Archive for the ‘Marketing Metrics’ Category

Why I Love Share of Wallet

Thursday, July 10th, 2008

OK, love is a strong word here.  But gaining insight into share of wallet, especially when it can be cross-tabbed with other data, is one of my favorite ways to learn how customers are engaging with your company.

I looked at a simple data set from Marketing Charts in a post elsewhere which rekindled my love for the metric.  I used this extensively as a direct marketer in a past life, because it told us so much about where there was opportunity for additional revenue.  Plus I tracked it over time, which made it a great leading indicator of softening or strengthening demand.

Lets take a simple example.

Lets say your customers report they spend $200/year at your store, and $1000/year total in your category.  6 months later, they report $250/year at your store, and $750/year total in your category.  You have 2 things to figure out - is my share of wallet increase from 20% to 33% real, and is the 25% decline in category spending real.  But you have good information from which to continue to explore.  In this case, if they are real, then you can get excited about the successful increase in market share, and be terrified by the decline in market size.

Another example is similar to how I looked at the Marketing Charts example - what if top 10% customers spend $1000/year with you and $1500 total, while next 10% customers spend $400/year with you and $1200 total?  The opportunity in the next 10% is actually greater than the top 10%, although the downside risk of not retaining top 10% is higher.  Knowing the difference, however, lets you craft strategies that best accomplish your objective(s) in each segment.

The 10-Year Customer

Monday, February 5th, 2007

My latest at Chief Marketer.

uTANGO has a business model built on a 30-year time horizon.  What if all companies took a longer view of their customer relationships?  Lifetime value would be more heavily influenced by retention, leading to changes in the allocation of marketing resources.  Plus acquisition spending would eventually come down, as revenue from existing customers begins to grow more quickly.

Metrics are Trees, Not the Forest

Thursday, June 8th, 2006

I’ve seen a flurry of metrics-related articles recently that generally show direct marketers and other data driven marketers don’t track their metrics closely enough.  They don’t follow lifetime value, or don’t measure churn, or don’t know conversion rates of email, or one of a million different KPIs that we could manage our businesses with.

Well, that’s OK.  As long as you track something that relates to your basic assumptions about why your customers care about your company, you’re ahead of the game.  Don’t get me wrong…all of the metrics mentioned above are incredibly important (especially the changes over time) but ultimately they are resultants and trailing indicators.

Have a point of view about why your customers care about you and do business with you, then measure the things that tell you the most about your point of view.  Anything else is nice, but not the end of the world if you don’t track it.

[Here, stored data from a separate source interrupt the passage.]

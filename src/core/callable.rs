//! Callables and their serializable references.
//!
//! A job's unit of work is a [`Callable`]. To survive serialization it must be
//! reachable through a textual reference of the form `module:name`, resolved by a
//! [`CallableResolver`]. [`CallableRegistry`] is the in-process resolver.

use serde_json::{Map, Value};
use std::collections::BTreeMap;
use std::fmt;
use std::sync::Arc;
use thiserror::Error;

/// Error returned by a callable when invoked.
#[derive(Debug, Clone, PartialEq, Eq, Error)]
#[error("{0}")]
pub struct CallError(String);

impl CallError {
    /// Create a new call error with a message.
    pub fn new(message: impl Into<String>) -> Self {
        Self(message.into())
    }
}

/// Errors raised while turning a textual reference back into a callable.
#[derive(Debug, Clone, PartialEq, Eq, Error)]
pub enum ReferenceError {
    /// The reference is not of the form `module:name`.
    #[error("invalid reference '{0}': expected the form 'module:name'")]
    Malformed(String),

    /// Nothing is registered under the reference.
    #[error("no callable registered for reference '{0}'")]
    NotFound(String),
}

type JobFn = dyn Fn(&[Value], &Map<String, Value>) -> Result<Value, CallError> + Send + Sync;

/// A unit of work a job invokes with its positional and keyword arguments.
///
/// Cloning is cheap; clones share the underlying function, which is what
/// [`CallableResolver::derive`] keys on.
#[derive(Clone)]
pub struct Callable {
    func: Arc<JobFn>,
    name: Arc<str>,
}

impl Callable {
    /// Wrap a function, naming it after its Rust type.
    pub fn new<F>(func: F) -> Self
    where
        F: Fn(&[Value], &Map<String, Value>) -> Result<Value, CallError> + Send + Sync + 'static,
    {
        let name = callable_name(std::any::type_name::<F>());
        Self::named(name, func)
    }

    /// Wrap a function under an explicit human-readable name.
    pub fn named<F>(name: impl Into<String>, func: F) -> Self
    where
        F: Fn(&[Value], &Map<String, Value>) -> Result<Value, CallError> + Send + Sync + 'static,
    {
        Self {
            func: Arc::new(func),
            name: Arc::from(name.into()),
        }
    }

    /// Human-readable name.
    pub fn name(&self) -> &str {
        &self.name
    }

    /// Invoke the callable.
    pub fn call(&self, args: &[Value], kwargs: &Map<String, Value>) -> Result<Value, CallError> {
        (self.func)(args, kwargs)
    }

    /// Whether both handles share the same underlying function.
    pub fn same_as(&self, other: &Callable) -> bool {
        Arc::ptr_eq(&self.func, &other.func)
    }
}

impl fmt::Debug for Callable {
    fn fmt(&self, f: &mut fmt::Formatter<'_>) -> fmt::Result {
        f.debug_tuple("Callable").field(&self.name).finish()
    }
}

/// Derive a display name from a Rust type path.
///
/// `app::reports::send_daily` becomes `send_daily`; a closure defined inside
/// `app::jobs::setup` becomes `setup.<closure>`.
fn callable_name(type_name: &str) -> String {
    let path = type_name.split('<').next().unwrap_or(type_name);
    let segments: Vec<&str> = path.split("::").filter(|s| !s.is_empty()).collect();

    match segments.as_slice() {
        [.., parent, "{{closure}}"] => format!("{}.<closure>", parent),
        [.., last] => (*last).to_string(),
        [] => type_name.to_string(),
    }
}

/// Check that a reference has the `module:name` form.
pub fn validate_reference(reference: &str) -> Result<(), ReferenceError> {
    let valid = reference
        .split_once(':')
        .is_some_and(|(module, name)| {
            !module.is_empty()
                && !name.is_empty()
                && !name.contains(':')
                && !reference.chars().any(char::is_whitespace)
        });

    if valid {
        Ok(())
    } else {
        Err(ReferenceError::Malformed(reference.to_string()))
    }
}

/// Maps textual references to callables and back.
pub trait CallableResolver: Send + Sync {
    /// Resolve a textual reference to a callable.
    fn resolve(&self, reference: &str) -> Result<Callable, ReferenceError>;

    /// Find the textual reference of a callable, if it has one.
    fn derive(&self, callable: &Callable) -> Option<String>;
}

/// In-process resolver built once at startup and shared read-only.
#[derive(Debug, Clone, Default)]
pub struct CallableRegistry {
    entries: BTreeMap<String, Callable>,
}

impl CallableRegistry {
    /// Create an empty registry.
    pub fn new() -> Self {
        Self::default()
    }

    /// Register a function under `reference`, named after the reference's name part.
    ///
    /// Returns the stored [`Callable`] so it can also be handed to jobs directly.
    pub fn register<F>(
        &mut self,
        reference: impl Into<String>,
        func: F,
    ) -> Result<Callable, ReferenceError>
    where
        F: Fn(&[Value], &Map<String, Value>) -> Result<Value, CallError> + Send + Sync + 'static,
    {
        let reference = reference.into();
        validate_reference(&reference)?;
        let name = reference
            .rsplit_once(':')
            .map(|(_, name)| name.to_string())
            .unwrap_or_else(|| reference.clone());
        let callable = Callable::named(name, func);
        self.entries.insert(reference, callable.clone());
        Ok(callable)
    }

    /// Register an existing callable under `reference`.
    pub fn register_callable(
        &mut self,
        reference: impl Into<String>,
        callable: Callable,
    ) -> Result<(), ReferenceError> {
        let reference = reference.into();
        validate_reference(&reference)?;
        self.entries.insert(reference, callable);
        Ok(())
    }

    /// Builder-style [`register`](Self::register).
    pub fn with<F>(mut self, reference: impl Into<String>, func: F) -> Result<Self, ReferenceError>
    where
        F: Fn(&[Value], &Map<String, Value>) -> Result<Value, CallError> + Send + Sync + 'static,
    {
        self.register(reference, func)?;
        Ok(self)
    }

    /// Registered references, sorted.
    pub fn references(&self) -> impl Iterator<Item = &str> {
        self.entries.keys().map(String::as_str)
    }

    /// Number of registered callables.
    pub fn len(&self) -> usize {
        self.entries.len()
    }

    /// Whether the registry is empty.
    pub fn is_empty(&self) -> bool {
        self.entries.is_empty()
    }
}

impl CallableResolver for CallableRegistry {
    fn resolve(&self, reference: &str) -> Result<Callable, ReferenceError> {
        validate_reference(reference)?;
        self.entries
            .get(reference)
            .cloned()
            .ok_or_else(|| ReferenceError::NotFound(reference.to_string()))
    }

    fn derive(&self, callable: &Callable) -> Option<String> {
        self.entries
            .iter()
            .find(|(_, registered)| registered.same_as(callable))
            .map(|(reference, _)| reference.clone())
    }
}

One company I know was very interested in average sales per customer in various relationship marketing programs.  Some programs worked better than others, and their efforts were focused commensurately.  However, it wasn’t until months had gone by that they realized the underlying cause of the sales differences was the presence of certain big-ticket category purchases.  Suddenly their understanding of the business changed, and they tracked % of activity in key categories by program, plus which campaigns drove the big ticket purchases.  This focus has transformed their business and their metrics now focus on the long term drivers of value, namely activity in a select few categories that best predict larger lifetime value.

Getting In Touch With Customers

Friday, May 12th, 2006

There’s a fascinating study going around from the CMO Council that looks at how marketers are interacting with their customers.  To summarize, they’re not.

49% named CRM or database systems as their main information source on customers.  75% don’t have advisory boards or online communities.  30% don’t develop their own customer segmentation.  Plus, there are plenty of other insights on the CMO Council website.

From my perspective, every marketer should talk or listen to customers every week.  Whether that means walking onto a sales floor as a retailer, reading customer satisfaction survey responses, listening in to a call center, or participating in weekly account manager conference calls, keeping up to date on customer needs, concerns, and input is crucial.  Qualitative input helps balance the tendency to rely solely on quantitative input, which many of us practitioners have tended to fall back on.

Net Promoters

Friday, April 14th, 2006

I had an interesting call with a company a week ago that has incorporated Fred Reichheld’s net promoter score deeply into their operations.

While I can’t comment on the strength or weakness of using NPS as a KPI, it showed how focused an organzation can get when it isolates one KPI and tries to maximize it.

Technology choices are based on impact on NPS.  Champion/challenger tests focus on NPS.  In fact, it seemed everything focused on NPS.  It was actually quite refreshing, because everyone there knew the most important goal of company, and every decision was made to improve result son one dimension.

This company has been very successful over the last five years, and I will guess its because they focus in on one thing, and everyone works their tail off to make it better. They don’t get distracted by the latest shiny object to cross their path…and just relentlessly optimize their single most important KPI.  Hard to compete with that.